Still, they need to be rolled in stinging nettles and tossed far, far out into the Sound so they can have a long think while they are trying to swim back in.
Jenny Bardsley says
I’ve had my share of trolls too. It can really freak a blogger out! Big hugs!
Martina says
I know you received lots of feedback and encouragement regarding the troll already. But… I still have to add my part. I have just discovered your blog a couple of days ago. And I love it! Not all on it will have relevance or work for me, seeing as I live on the other side of the world, but I will be back and really enjoy your writing. So much so, that I just tipped some coins in your tip jar and hope that many others will as well. Please go on and don’t give up. xx
Victoria says
I don’t usually read blogs but I love your willingness to share your life and experiences with what many just haven’t a clue. I am a healthcare administrator and have worked in the corporate world and the healthcare field. It is so refreshing and inspiring to read about how you go about caring for your family. I love to can and preserve food and have done so for many years. Your blog has inspired me to try some new techniques, thank you!

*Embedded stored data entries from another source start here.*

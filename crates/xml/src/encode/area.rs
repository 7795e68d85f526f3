use checkout_domain::Area;

use crate::tree::Element;

pub(crate) fn area_element(area: &Area) -> Element {
    match area {
        Area::UsZip { pattern } => {
            let mut el = Element::new("us-zip-area");
            el.add_text_child("zip-pattern", pattern.as_str());
            el
        }
        Area::UsCountry { region } => Element::new("us-country-area").with_attribute("country-area", region.as_str()),
        Area::UsState { state } => {
            let mut el = Element::new("us-state-area");
            el.add_text_child("state", state.as_str());
            el
        }
        Area::World => Element::new("world-area"),
        Area::Postal {
            country_code,
            postal_code_pattern,
        } => {
            let mut el = Element::new("postal-area");
            el.add_text_child("country-code", country_code.as_str());
            if let Some(pattern) = postal_code_pattern {
                el.add_text_child("postal-code-pattern", pattern.as_str());
            }
            el
        }
    }
}

#[cfg(test)]
mod tests {
    use super::*;
    use checkout_domain::UsCountryRegion;

    #[test]
    fn us_state_area_wraps_the_code() {
        let el = area_element(&Area::us_state("CA").unwrap());
        assert_eq!(el.name(), "us-state-area");
        assert_eq!(el.children().len(), 1);
        assert_eq!(el.child_text("state"), Some("CA"));
    }

    #[test]
    fn us_country_area_is_an_attribute() {
        let el = area_element(&Area::us_country(UsCountryRegion::Continental48));
        assert_eq!(el.attribute("country-area"), Some("CONTINENTAL_48"));
        assert!(!el.has_children());
    }

    #[test]
    fn postal_pattern_is_optional() {
        let el = area_element(&Area::postal("DE", None));
        assert_eq!(el.child_text("country-code"), Some("DE"));
        assert!(el.child("postal-code-pattern").is_none());

        let el = area_element(&Area::postal("CA", Some("M4*".to_string())));
        assert_eq!(el.child_text("postal-code-pattern"), Some("M4*"));
    }

    #[test]
    fn world_and_zip_areas() {
        assert_eq!(area_element(&Area::world()), Element::new("world-area"));
        let zip = area_element(&Area::us_zip("940*"));
        assert_eq!(zip.path("zip-pattern").map(Element::text), Some("940*"));
    }
}
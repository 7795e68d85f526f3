//! XML wire mapping for the checkout domain.
//!
//! Outbound, [`encode`] turns a [`checkout_domain::Command`] into the request
//! document the provider expects. Inbound, [`decode`] parses any document the
//! provider sends and routes it by root tag into an [`Inbound`] value, or a
//! [`CodecError`] carrying the provider's own [`CheckoutError`].
//!
//! Both directions go through the small [`tree::Element`] model: encoders
//! build a tree and serialize it, decoders parse a tree and walk it.

pub mod decode;
pub mod dispatch;
pub mod encode;
pub mod error;
pub mod tree;

pub use dispatch::{decode, decode_element, decode_response, Inbound};
pub use encode::{encode, encode_acknowledgment, encode_merchant_calculation_results};
pub use error::{CheckoutError, CodecError, CodecResult};
pub use tree::{Element, NAMESPACE};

Sorry someone was so unhappy about themselves and the life they have made that they struck out at you. It truly has nothing to do with you but speaks volumes about the poor choices they have made for themselves. You are obviously an educated, hard working individual with a lot to say. Thank you so much for the tips and your fresh, kind spirit. I’ll be back. God Bless you and your family.
Roxa says
I tried to read all the comments to see if anyone had suggested never ever quoting trolls on your blog, but there were so many comments, I just don’t have time to read them all. So sorry if I’m repeating what others have said. Don’t give any of your time to sad idiots who write garbage; life is too short and your blog is too good. And look at all the attention they got out of it, which is what they want! Ew!!!
Lisa C. says
Please don’t let the trolls stop you from blogging. You’ve inspired me to start learning and now I’m also doing. My first harvest this year of several different veggies has me giddy with excitment, I’m already planning for a bigger garden harvest next year. All of your recipes and ideas you share are wonderful. Keep the inspirational ideas coming, I love to read your blog and I’m always excited to see a new post.